*** Records for this exercise ***

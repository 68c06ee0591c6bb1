//! Configuration schema definitions.
//!
//! Every section has serde defaults, so an empty `hearth.toml` is a valid
//! configuration:
//!
//! ```toml
//! [server]
//! command = "java"
//! args = ["-Xmx2G", "-jar", "server.jar", "nogui"]
//! working_dir = "server"
//! dialect = "vanilla"
//!
//! [commands]
//! prefixes = ["!!"]
//!
//! [permission]
//! default_level = "user"
//! players = { Steve = "admin" }
//!
//! [plugins]
//! disabled = ["noisy_plugin"]
//!
//! [plugins.settings.greeter]
//! message = "Welcome back"
//!
//! [logging]
//! level = "info"
//! format = "compact"
//! ```

use std::collections::HashMap;
use std::path::PathBuf;
use std::time::Duration;

use hearth_core::PermissionLevel;
use serde::{Deserialize, Serialize};

/// Root configuration structure for Hearth.
#[derive(Debug, Clone, Default, Serialize, Deserialize)]
pub struct HearthConfig {
    /// The supervised server process.
    #[serde(default)]
    pub server: ServerConfig,

    /// Event dispatch tuning.
    #[serde(default)]
    pub dispatch: DispatchConfig,

    /// Command recognition.
    #[serde(default)]
    pub commands: CommandsConfig,

    /// Permission levels.
    #[serde(default)]
    pub permission: PermissionConfig,

    /// Plugin loading and per-plugin settings.
    #[serde(default)]
    pub plugins: PluginsConfig,

    /// Logging configuration.
    #[serde(default)]
    pub logging: LoggingConfig,
}

// =============================================================================
// Server
// =============================================================================

#[derive(Debug, Clone, Serialize, Deserialize)]
pub struct ServerConfig {
    /// Executable that starts the server.
    #[serde(default = "default_command")]
    pub command: String,

    #[serde(default = "default_args")]
    pub args: Vec<String>,

    /// Directory the server runs in; the daemon's own directory if unset.
    #[serde(default = "default_working_dir")]
    pub working_dir: Option<PathBuf>,

    /// Output dialect used to classify server lines.
    #[serde(default = "default_dialect")]
    pub dialect: String,

    /// Line written to stdin to ask the server to stop.
    #[serde(default = "default_stop_command")]
    pub stop_command: String,

    /// How long to wait after the stop command before terminating.
    #[serde(default = "default_stop_timeout")]
    pub stop_timeout_secs: u64,

    /// Start the server when the runtime starts.
    #[serde(default = "default_true")]
    pub auto_start: bool,

    /// Shut the daemon down when the server exits.
    #[serde(default = "default_true")]
    pub exit_with_server: bool,
}

impl ServerConfig {
    pub fn stop_timeout(&self) -> Duration {
        Duration::from_secs(self.stop_timeout_secs)
    }
}

impl Default for ServerConfig {
    fn default() -> Self {
        Self {
            command: default_command(),
            args: default_args(),
            working_dir: default_working_dir(),
            dialect: default_dialect(),
            stop_command: default_stop_command(),
            stop_timeout_secs: default_stop_timeout(),
            auto_start: true,
            exit_with_server: true,
        }
    }
}

fn default_command() -> String {
    "java".to_string()
}

fn default_args() -> Vec<String> {
    ["-Xms1G", "-Xmx2G", "-jar", "server.jar", "nogui"]
        .into_iter()
        .map(String::from)
        .collect()
}

fn default_working_dir() -> Option<PathBuf> {
    Some(PathBuf::from("server"))
}

fn default_dialect() -> String {
    "vanilla".to_string()
}

fn default_stop_command() -> String {
    "stop".to_string()
}

fn default_stop_timeout() -> u64 {
    30
}

fn default_true() -> bool {
    true
}

// =============================================================================
// Dispatch
// =============================================================================

#[derive(Debug, Clone, Serialize, Deserialize)]
pub struct DispatchConfig {
    /// Watchdog for each blocking listener invocation.
    #[serde(default = "default_listener_timeout")]
    pub listener_timeout_ms: u64,

    /// Capacity of the queue between the reactor and the dispatcher.
    #[serde(default = "default_queue_size")]
    pub queue_size: usize,

    /// Detached dispatch chains allowed to run at once.
    #[serde(default = "default_detached_concurrency")]
    pub detached_concurrency: usize,

    /// Minimum interval between two "queue full" warnings.
    #[serde(default = "default_warn_interval")]
    pub queue_full_warn_interval_secs: u64,
}

impl DispatchConfig {
    pub fn listener_timeout(&self) -> Duration {
        Duration::from_millis(self.listener_timeout_ms)
    }

    pub fn queue_full_warn_interval(&self) -> Duration {
        Duration::from_secs(self.queue_full_warn_interval_secs)
    }
}

impl Default for DispatchConfig {
    fn default() -> Self {
        Self {
            listener_timeout_ms: default_listener_timeout(),
            queue_size: default_queue_size(),
            detached_concurrency: default_detached_concurrency(),
            queue_full_warn_interval_secs: default_warn_interval(),
        }
    }
}

fn default_listener_timeout() -> u64 {
    10_000
}

fn default_queue_size() -> usize {
    2048
}

fn default_detached_concurrency() -> usize {
    4
}

fn default_warn_interval() -> u64 {
    5
}

// =============================================================================
// Commands / Permission / Plugins
// =============================================================================

#[derive(Debug, Clone, Serialize, Deserialize)]
pub struct CommandsConfig {
    /// Text starting with one of these is handled as a command.
    #[serde(default = "default_prefixes")]
    pub prefixes: Vec<String>,
}

impl CommandsConfig {
    /// Whether `text` is addressed to the command tree.
    ///
    /// Root literals carry the prefix themselves (`!!help`), so the text is
    /// matched as a whole.
    pub fn is_command(&self, text: &str) -> bool {
        self.prefixes
            .iter()
            .any(|prefix| text.starts_with(prefix.as_str()))
    }
}

impl Default for CommandsConfig {
    fn default() -> Self {
        Self {
            prefixes: default_prefixes(),
        }
    }
}

fn default_prefixes() -> Vec<String> {
    vec!["!!".to_string()]
}

#[derive(Debug, Clone, Default, Serialize, Deserialize)]
pub struct PermissionConfig {
    /// Level of players without an explicit entry.
    #[serde(default)]
    pub default_level: PermissionLevel,

    /// Explicit levels by player name.
    #[serde(default)]
    pub players: HashMap<String, PermissionLevel>,
}

#[derive(Debug, Clone, Default, Serialize, Deserialize)]
pub struct PluginsConfig {
    /// Ids that are never loaded until enabled again.
    #[serde(default)]
    pub disabled: Vec<String>,

    /// Per-plugin sections, keyed by plugin id.
    #[serde(default)]
    pub settings: HashMap<String, serde_json::Value>,
}

// =============================================================================
// Logging
// =============================================================================

/// Logging output format.
#[derive(Debug, Clone, Copy, PartialEq, Eq, Default, Serialize, Deserialize)]
#[serde(rename_all = "lowercase")]
pub enum LogFormat {
    #[default]
    Compact,
    Full,
    Pretty,
    /// Requires the `json-log` feature; falls back to `full` otherwise.
    Json,
}

/// Where log lines go.
#[derive(Debug, Clone, Copy, PartialEq, Eq, Default, Serialize, Deserialize)]
#[serde(rename_all = "lowercase")]
pub enum LogOutput {
    #[default]
    Stdout,
    Stderr,
    File,
}

/// Rotation period of the log file.
#[derive(Debug, Clone, Copy, PartialEq, Eq, Default, Serialize, Deserialize)]
#[serde(rename_all = "lowercase")]
pub enum LogRotation {
    #[default]
    Never,
    Hourly,
    Daily,
}

/// Which span lifecycle events are logged.
#[derive(Debug, Clone, Copy, Default, Serialize, Deserialize)]
pub struct SpanEventConfig {
    #[serde(default)]
    pub new: bool,
    #[serde(default)]
    pub enter: bool,
    #[serde(default)]
    pub exit: bool,
    #[serde(default)]
    pub close: bool,
}

#[derive(Debug, Clone, Serialize, Deserialize)]
pub struct LoggingConfig {
    /// Global level: trace, debug, info, warn or error.
    #[serde(default = "default_log_level")]
    pub level: String,

    #[serde(default)]
    pub format: LogFormat,

    #[serde(default)]
    pub output: LogOutput,

    /// Log file used with `output = "file"`.
    #[serde(default)]
    pub file_path: Option<PathBuf>,

    #[serde(default)]
    pub rotation: LogRotation,

    /// Rotated files to keep; 0 keeps all of them.
    #[serde(default)]
    pub max_files: usize,

    #[serde(default)]
    pub span_events: SpanEventConfig,

    #[serde(default)]
    pub thread_ids: bool,

    /// Include file names and line numbers.
    #[serde(default)]
    pub file_location: bool,

    /// Per-target levels, e.g. `hearth_core = "debug"`.
    #[serde(default)]
    pub filters: HashMap<String, String>,
}

impl Default for LoggingConfig {
    fn default() -> Self {
        Self {
            level: default_log_level(),
            format: LogFormat::default(),
            output: LogOutput::default(),
            file_path: None,
            rotation: LogRotation::default(),
            max_files: 0,
            span_events: SpanEventConfig::default(),
            thread_ids: false,
            file_location: false,
            filters: HashMap::new(),
        }
    }
}

fn default_log_level() -> String {
    "info".to_string()
}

*** End of Records for this exercise ***

__Task statement__. Copy out, from the records above, every line that holds the string "LogRotation".

__Task solution__.
pub enum LogRotation {
    pub rotation: LogRotation,
            rotation: LogRotation::default(),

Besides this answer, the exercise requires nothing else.